Un calme maudit nous arrête. Thèbes semble fuir devant nous. Le ciel se voile encore une fois. Encore une promenade en France, parmi les ajoncs, au chant des coqs, au gloussement des poules, dans des îles qui ressemblent assez aux îles Saint-Denis. Nous enrageons d’être ainsi retenus, parce que Thèbes nous attend et parce que la saison nous presse d’arriver ; sans cela, ces retards auraient leur charme. Plus tard, je ne serai pas fâché d’avoir été forcé de passer cette journée à muser aux environs d’un village égyptien. Ce sont les jours perdus qui comptent quelquefois le plus dans les souvenirs que laisse un voyage. Si on ne faisait que passer ou étudier, on ne garderait aucune impression des lieux. Il faut des jours vides d’action pour qu’ils puissent être remplis d’images ; il faut s’être ennuyé dans un pays pour le bien connaître. À ce compte, je n’ai pas perdu ma journée.

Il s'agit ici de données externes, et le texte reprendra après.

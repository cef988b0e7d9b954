//! Session error taxonomy

use crate::model::ModelError;

/// Faults a form session can surface to its caller.
///
/// Validation failures are deliberately absent: they are expected,
/// user-correctable values ([`formwork_rules::FailureReason`]) that
/// flow through per-field error state, never through `Err`.
#[derive(Debug, thiserror::Error)]
pub enum FormError {
	/// Programmer error in form composition: conflicting
	/// re-registration, selecting an unknown option key, addressing an
	/// unregistered field. Reported and logged, but the form keeps
	/// working.
	#[error("composition error: {0}")]
	Composition(String),

	/// The backing-model collaborator failed. Propagated unchanged;
	/// the session has no authority over model semantics and does not
	/// attempt recovery.
	#[error(transparent)]
	Collaborator(#[from] ModelError),
}

pub type FormResult<T> = Result<T, FormError>;
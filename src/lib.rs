//! Formwork: a declarative form construction and validation engine.
//!
//! The engine is split into three crates, re-exported here as a single
//! facade:
//!
//! - [`rules`]: validation rule sets and structured failure reasons.
//! - [`i18n`]: the translation collaborator contract and an in-memory
//!   message catalog.
//! - [`session`]: the form session orchestrator, field bindings,
//!   option groups, and the error presenter.
//!
//! # Examples
//!
//! ```
//! use formwork::prelude::*;
//! use serde_json::json;
//!
//! let rules = RuleSet::builder()
//! 	.rule("firstName", ValidationRule::required())
//! 	.rule("firstName", ValidationRule::length(3, 40))
//! 	.build();
//!
//! let model = MemoryModel::from_value(json!({"firstName": ""}))?;
//! let mut session = FormSession::new(model, rules);
//! session.input(InputSpec::text("firstName").with_label("First name"))?;
//! session.submit_button(None)?;
//!
//! session.change("firstName", json!("x"))?;
//! session.blur("firstName")?;
//!
//! let presenter = ErrorPresenter::new();
//! let error = presenter
//! 	.present(session.field("firstName").unwrap())
//! 	.unwrap();
//! assert_eq!(
//! 	error.message_text,
//! 	"First name must be between 3 and 40 characters"
//! );
//! # Ok::<(), formwork::session::FormError>(())
//! ```

pub use formwork_i18n as i18n;
pub use formwork_rules as rules;
pub use formwork_session as session;

/// One-stop imports for composing and driving forms.
pub mod prelude {
	pub use formwork_i18n::{MessageCatalog, Translate};
	pub use formwork_rules::{FailureReason, RuleSet, RuleSetBuilder, ValidationRule};
	pub use formwork_session::{
		BackingModel, BindingState, ErrorPresenter, ErrorRetention, FieldBinding,
		FormError, FormResult, FormSession, GroupKind, GroupOption, InputKind, InputSpec,
		MemoryModel, OptionGroup, OptionSlot, PresentedError, SelectionUpdate,
		SessionConfig, SubmitOutcome,
	};
}
//! Build pipeline group specs from configuration or a rules path.

use std::collections::HashSet;
use std::io;
use std::path::Path;

use ruleforge_config::Config;
use ruleforge_rules::pipeline::{GroupSpec, SourceSpec};
use ruleforge_rules::{Dialect, provider::Locator};
use tracing::debug;

/// Turn configured groups into pipeline specs.
pub fn groups_from_config(config: &Config) -> Vec<GroupSpec> {
    config
        .groups
        .iter()
        .map(|group| GroupSpec {
            name: group.name.clone(),
            sources: group
                .sources
                .iter()
                .map(|source| SourceSpec {
                    id: source.effective_id(),
                    locator: match (&source.path, &source.url) {
                        (Some(path), _) => Locator::Path(path.into()),
                        (None, Some(url)) => Locator::Url(url.clone()),
                        // validate_config rejects sources with no locator
                        (None, None) => Locator::Path(Default::default()),
                    },
                    dialect: source.dialect,
                    domains_as_suffix: source.domains_as_suffix,
                })
                .collect(),
        })
        .collect()
}

/// Synthesize one group per recognized rules file under `path`.
///
/// A file path yields a single group named after its stem; a directory is
/// scanned non-recursively for recognized extensions. `dialect_override`
/// replaces the extension-based inference for every file.
pub fn groups_from_path(
    path: &Path,
    dialect_override: Option<Dialect>,
) -> io::Result<Vec<GroupSpec>> {
    let mut groups = Vec::new();
    if path.is_dir() {
        let mut entries: Vec<_> = std::fs::read_dir(path)?
            .collect::<Result<Vec<_>, _>>()?
            .into_iter()
            .map(|e| e.path())
            .filter(|p| p.is_file())
            .collect();
        // Directory iteration order is filesystem-dependent; sort for
        // stable group ordering.
        entries.sort();
        for file in entries {
            match group_for_file(&file, dialect_override) {
                Some(group) => groups.push(group),
                None => debug!(file = %file.display(), "skipping unrecognized file"),
            }
        }
    } else {
        match group_for_file(path, dialect_override) {
            Some(group) => groups.push(group),
            None => {
                return Err(io::Error::new(
                    io::ErrorKind::InvalidInput,
                    format!("unrecognized rules file: {}", path.display()),
                ));
            }
        }
    }
    Ok(groups)
}

fn group_for_file(path: &Path, dialect_override: Option<Dialect>) -> Option<GroupSpec> {
    let stem = path.file_stem()?.to_str()?.to_string();
    let dialect = match dialect_override {
        Some(d) => d,
        None => infer_dialect(path)?,
    };
    Some(GroupSpec {
        name: stem,
        sources: vec![SourceSpec {
            id: path.to_string_lossy().into_owned(),
            locator: Locator::Path(path.to_path_buf()),
            dialect,
            domains_as_suffix: false,
        }],
    })
}

/// Reject duplicate group names across the whole planned set.
///
/// Groups sharing a name would run concurrently and race on the same
/// artifact paths. Config-internal duplicates are caught at validation; this
/// also covers scanned files sharing a stem (`a.list` + `a.json`) and
/// collisions between scanned and configured groups.
pub fn check_unique_names(groups: &[GroupSpec]) -> Result<(), String> {
    let mut seen = HashSet::new();
    for group in groups {
        if !seen.insert(group.name.as_str()) {
            return Err(format!(
                "duplicate group name '{}': groups would overwrite each other's artifacts",
                group.name
            ));
        }
    }
    Ok(())
}

fn infer_dialect(path: &Path) -> Option<Dialect> {
    match path.extension()?.to_str()? {
        "list" | "txt" | "conf" => Some(Dialect::List),
        "yaml" | "yml" | "json" => Some(Dialect::RuleSet),
        _ => None,
    }
}
impl Pipeline {
    pub fn new(output_dir: impl Into<PathBuf>, store: Arc<FingerprintStore>) -> Self {
        Self {
            output_dir: output_dir.into(),
            store,
            force: false,
            compiler: None,
        }
    }

    /// Regenerate every group regardless of fingerprints.
    pub fn with_force(mut self, force: bool) -> Self {
        self.force = force;
        self
    }

    /// Attach an external compiler producing the binary artifact.
    pub fn with_compiler(mut self, compiler: Option<CompilerSpec>) -> Self {
        self.compiler = compiler;
        self
    }

    pub fn list_path(&self, group: &str) -> PathBuf {
        self.output_dir.join(format!("{group}.list"))
    }

    pub fn ruleset_path(&self, group: &str) -> PathBuf {
        self.output_dir.join(format!("{group}.json"))
    }

    pub fn compiled_path(&self, group: &str) -> Option<PathBuf> {
        self.compiler
            .as_ref()
            .map(|c| self.output_dir.join(format!("{group}.{}", c.extension)))
    }

    /// Process all groups concurrently and report per-group outcomes in
    /// input order. No group's failure affects another group.
    pub async fn run(&self, groups: Vec<GroupSpec>) -> Vec<GroupReport> {
        let names: Vec<String> = groups.iter().map(|g| g.name.clone()).collect();
        let mut set = JoinSet::new();

        for (idx, spec) in groups.into_iter().enumerate() {
            let pipeline = self.clone();
            set.spawn(async move {
                let status = match pipeline.run_group(&spec).await {
                    Ok(status) => status,
                    Err(e) => {
                        error!(group = %spec.name, "group failed: {e}");
                        GroupStatus::Failed(e.to_string())
                    }
                };
                (idx, status)
            });
        }

        let mut statuses: Vec<Option<GroupStatus>> = vec![None; names.len()];
        while let Some(joined) = set.join_next().await {
            match joined {
                Ok((idx, status)) => statuses[idx] = Some(status),
                Err(e) => error!("group task aborted: {e}"),
            }
        }

        names
            .into_iter()
            .zip(statuses)
            .map(|(group, status)| GroupReport {
                group,
                status: status.unwrap_or(GroupStatus::Failed("task aborted".to_string())),
            })
            .collect()
    }

    /// Process a single group end to end.
    pub async fn run_group(&self, spec: &GroupSpec) -> Result<GroupStatus, RulesError> {
        // Fetch every source up front; a fetch failure aborts the group
        // before anything is touched.
        let mut fetched = Vec::with_capacity(spec.sources.len());
        for source in &spec.sources {
            let bytes = provider::fetch(&source.id, &source.locator).await?;
            let content_digest = digest(&bytes);
            fetched.push((source, bytes, content_digest));
        }

        if !self.is_dirty(spec, &fetched) {
            debug!(group = %spec.name, "all sources unchanged, skipping");
            return Ok(GroupStatus::Unchanged);
        }

        // Any change in any source forces full re-aggregation of the group:
        // aggregation is cheap and deterministic, partial patching is not.
        let mut per_source = Vec::with_capacity(fetched.len());
        for (source, bytes, _) in &fetched {
            let content = String::from_utf8_lossy(bytes);
            per_source.push(parse_source(
                &source.id,
                &content,
                source.dialect,
                source.domains_as_suffix,
            )?);
        }

        let group = aggregate(&spec.name, per_source);
        self.write_artifacts(&group).await?;

        // Only now that every artifact exists do the fingerprints advance;
        // a failure above leaves the old records so the next run retries.
        for (source, _, content_digest) in &fetched {
            self.store.commit(&source.id, content_digest)?;
        }

        info!(
            group = %spec.name,
            entries = group.len(),
            domains = group.count_of(rule::RuleKind::Domain),
            suffixes = group.count_of(rule::RuleKind::DomainSuffix),
            "group updated"
        );
        Ok(GroupStatus::Updated)
    }

    /// A group is dirty when forced, when any source digest differs from
    /// its record, or when an expected artifact is missing on disk (so a
    /// deleted output heals on the next run).
    fn is_dirty(&self, spec: &GroupSpec, fetched: &[(&SourceSpec, Vec<u8>, String)]) -> bool {
        if self.force {
            return true;
        }
        if fetched
            .iter()
            .any(|(s, _, d)| self.store.state(&s.id, d) == SourceState::Changed)
        {
            return true;
        }
        if !self.list_path(&spec.name).exists() || !self.ruleset_path(&spec.name).exists() {
            return true;
        }
        match self.compiled_path(&spec.name) {
            Some(path) => !path.exists(),
            None => false,
        }
    }

    /// Render and compile every artifact at staging paths, then rename the
    /// whole set into place. A failure at any step (compilation included)
    /// leaves the group's previous artifacts untouched.
    async fn write_artifacts(&self, group: &RuleGroup) -> Result<(), RulesError> {
        let mut staged: Vec<(PathBuf, PathBuf)> = Vec::new();
        let result = self.stage_and_promote(group, &mut staged).await;
        if result.is_err() {
            for (tmp, _) in &staged {
                let _ = std::fs::remove_file(tmp);
            }
        }
        result
    }

    async fn stage_and_promote(
        &self,
        group: &RuleGroup,
        staged: &mut Vec<(PathBuf, PathBuf)>,
    ) -> Result<(), RulesError> {
        let emission_err = |reason: String| RulesError::Emission {
            group: group.name().to_string(),
            reason,
        };

        tokio::fs::create_dir_all(&self.output_dir)
            .await
            .map_err(|e| emission_err(format!("{}: {e}", self.output_dir.display())))?;

        let list_path = self.list_path(group.name());
        let list_tmp = staging_path(&list_path);
        tokio::fs::write(&list_tmp, emit::render_list(group))
            .await
            .map_err(|e| emission_err(format!("{}: {e}", list_tmp.display())))?;
        staged.push((list_tmp, list_path));

        let ruleset = emit::render_ruleset(group)?;
        let ruleset_path = self.ruleset_path(group.name());
        let ruleset_tmp = staging_path(&ruleset_path);
        tokio::fs::write(&ruleset_tmp, ruleset)
            .await
            .map_err(|e| emission_err(format!("{}: {e}", ruleset_tmp.display())))?;
        let compile_input = ruleset_tmp.clone();
        staged.push((ruleset_tmp, ruleset_path));

        if let Some(compiler) = &self.compiler {
            let output = self
                .output_dir
                .join(format!("{}.{}", group.name(), compiler.extension));
            let output_tmp = staging_path(&output);
            staged.push((output_tmp.clone(), output));
            compile::compile(compiler, group.name(), &compile_input, &output_tmp).await?;
        }

        for (tmp, path) in staged.iter() {
            replace_file(tmp, path)
                .map_err(|e| emission_err(format!("{}: {e}", path.display())))?;
        }
        Ok(())
    }
}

Je soupçonne Soliman d’avoir mis dans sa tête que nous n’avancerions pas aujourd’hui. Après avoir marché quelques heures, nous avons attendu la barque ; mais elle s’est gardée de nous rejoindre. Près du lieu où nous attendions était une de ces chapelles consacrées à la mémoire d’un saint musulman qu’on appelle un santon. La coupole blanche s’arrondissait gracieuse parmi les palmiers. J’ai vu avec un certain attendrissement la pauvre femme attachée à la chapelle remplir d’eau les cruches qui attendent le voyageur.

Soliman, qui veut nous empêcher de nous impatienter, se met en frais de détails sur les mœurs du pays. Quand on a du bien mal acquis, nous dit-il, on en donne une partie à des santons qu’on rassemble dans sa maison. Il appelle cela donner une soirée. Il nous raconte qu’il a divorcé d’avec sa première femme parce qu’elle est allée voir son père sans la permission de son mari. Il semble encore irrité en nous en parlant. Dans tout cœur musulman il y a une jalousie de tigre.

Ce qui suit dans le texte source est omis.